#### Assigned task:
Read through the listing below, and copy every line where the string "async" appears.

BEGIN Data records

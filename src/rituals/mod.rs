pub mod models;
pub mod session;

use std::{sync::Arc, time::Duration};

use reqwest::{header, Client, Method, StatusCode};
use serde::de::DeserializeOwned;
use tracing::{debug, warn};

use crate::{
    config::Config,
    error::{Error, Result},
    session_store::{MemorySessionStore, SessionStore},
};

use self::{
    models::RawReading,
    session::{AuthSession, Credentials, Token, DEFAULT_TOKEN_LIFETIME_HOURS},
};

pub const DEFAULT_BASE_URL: &str = "https://rituals.apiv2.sense-company.com";
pub const DEFAULT_TIMEOUT: Duration = Duration::from_secs(10);

/// Authenticated client for the Rituals cloud API.
///
/// Cheap to clone; all clones share one token cache.
#[derive(Clone)]
pub struct RitualsClient {
    inner: Arc<Inner>,
}

struct Inner {
    http: Client,
    base_url: String,
    session: AuthSession,
}

/// Status and body of a successful call.
#[derive(Debug, Clone)]
pub struct ApiResponse {
    pub status: StatusCode,
    pub body: String,
}

impl ApiResponse {
    pub fn json<T: DeserializeOwned>(&self) -> Result<T> {
        serde_json::from_str(&self.body)
            .map_err(|e| Error::api(self.status, format!("malformed response body: {e}")))
    }

    pub fn reading(&self) -> Result<RawReading> {
        RawReading::parse(&self.body)
            .ok_or_else(|| Error::api(self.status, format!("unreadable reading: {:?}", self.body)))
    }
}

/// Builder for [`RitualsClient`].
pub struct RitualsClientBuilder {
    credentials: Credentials,
    base_url: String,
    timeout: Duration,
    token_lifetime: chrono::Duration,
    store: Arc<dyn SessionStore>,
}

impl RitualsClientBuilder {
    pub fn new(credentials: Credentials) -> Self {
        Self {
            credentials,
            base_url: DEFAULT_BASE_URL.to_owned(),
            timeout: DEFAULT_TIMEOUT,
            token_lifetime: chrono::Duration::hours(DEFAULT_TOKEN_LIFETIME_HOURS),
            store: Arc::new(MemorySessionStore::new()),
        }
    }

    pub fn base_url(mut self, base_url: impl Into<String>) -> Self {
        self.base_url = base_url.into().trim_end_matches('/').to_owned();
        self
    }

    pub fn timeout(mut self, timeout: Duration) -> Self {
        self.timeout = timeout;
        self
    }

    pub fn token_lifetime(mut self, lifetime: chrono::Duration) -> Self {
        self.token_lifetime = lifetime;
        self
    }

    pub fn session_store(mut self, store: Arc<dyn SessionStore>) -> Self {
        self.store = store;
        self
    }

    pub fn build(self) -> Result<RitualsClient> {
        let http = Client::builder().timeout(self.timeout).build()?;
        let session = AuthSession::new(
            http.clone(),
            self.base_url.clone(),
            self.credentials,
            self.token_lifetime,
            self.store,
        );

        Ok(RitualsClient {
            inner: Arc::new(Inner {
                http,
                base_url: self.base_url,
                session,
            }),
        })
    }
}

impl RitualsClient {
    pub fn builder(credentials: Credentials) -> RitualsClientBuilder {
        RitualsClientBuilder::new(credentials)
    }

    pub fn from_config(config: &Config, store: Arc<dyn SessionStore>) -> Result<Self> {
        Self::builder(config.credentials())
            .base_url(&config.rituals_base_url)
            .timeout(Duration::from_secs(config.request_timeout_secs))
            .session_store(store)
            .build()
    }

    pub fn session(&self) -> &AuthSession {
        &self.inner.session
    }

    /// Issue an authenticated call against `path`.
    ///
    /// A `form` body is sent as `application/x-www-form-urlencoded`; the
    /// attribute endpoints reject JSON. A 401/403 answer discards the token
    /// and the call is retried once with a fresh login.
    pub async fn request(
        &self,
        method: Method,
        path: &str,
        form: Option<&[(&str, &str)]>,
    ) -> Result<ApiResponse> {
        let token = self.session().valid_token().await?;

        match self.send(&method, path, form, &token).await {
            Err(e) if e.is_auth_rejected() => {
                warn!(path = %path, error = %e, "Rituals rejected token; re-authenticating once");
                self.session().invalidate(&token.value).await;
                let fresh = self.session().valid_token().await?;
                self.send(&method, path, form, &fresh).await
            }
            other => other,
        }
    }

    pub async fn get_attribute(&self, hash: &str, attribute: &str) -> Result<RawReading> {
        let path = format!("/apiv2/hubs/{hash}/attributes/{attribute}");
        self.request(Method::GET, &path, None).await?.reading()
    }

    pub async fn set_attribute(&self, hash: &str, attribute: &str, value: &str) -> Result<()> {
        let path = format!("/apiv2/hubs/{hash}/attributes/{attribute}");
        let form = [(attribute, value)];
        self.request(Method::POST, &path, Some(&form[..])).await?;
        Ok(())
    }

    pub async fn get_sensor(&self, hash: &str, sensor: &str) -> Result<RawReading> {
        let path = format!("/apiv2/hubs/{hash}/sensors/{sensor}");
        self.request(Method::GET, &path, None).await?.reading()
    }

    async fn send(
        &self,
        method: &Method,
        path: &str,
        form: Option<&[(&str, &str)]>,
        token: &Token,
    ) -> Result<ApiResponse> {
        let url = format!("{}{}", self.inner.base_url, path);
        debug!(method = %method, url = %url, "Rituals API request");

        let mut builder = self
            .inner
            .http
            .request(method.clone(), &url)
            .header(header::ACCEPT, "*/*")
            .header(header::AUTHORIZATION, token.value.as_str());

        if let Some(form) = form {
            builder = builder.form(form);
        }

        let resp = builder.send().await?;
        let status = resp.status();
        let body = resp.text().await?;

        if !status.is_success() {
            warn!(method = %method, url = %url, status = %status, "Rituals API returned error status");
            return Err(Error::api(status, body));
        }

        Ok(ApiResponse { status, body })
    }
}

END Data records

#### Exercise result:
    pub async fn request(
    pub async fn get_attribute(&self, hash: &str, attribute: &str) -> Result<RawReading> {
    pub async fn set_attribute(&self, hash: &str, attribute: &str, value: &str) -> Result<()> {
    pub async fn get_sensor(&self, hash: &str, sensor: &str) -> Result<RawReading> {
    async fn send(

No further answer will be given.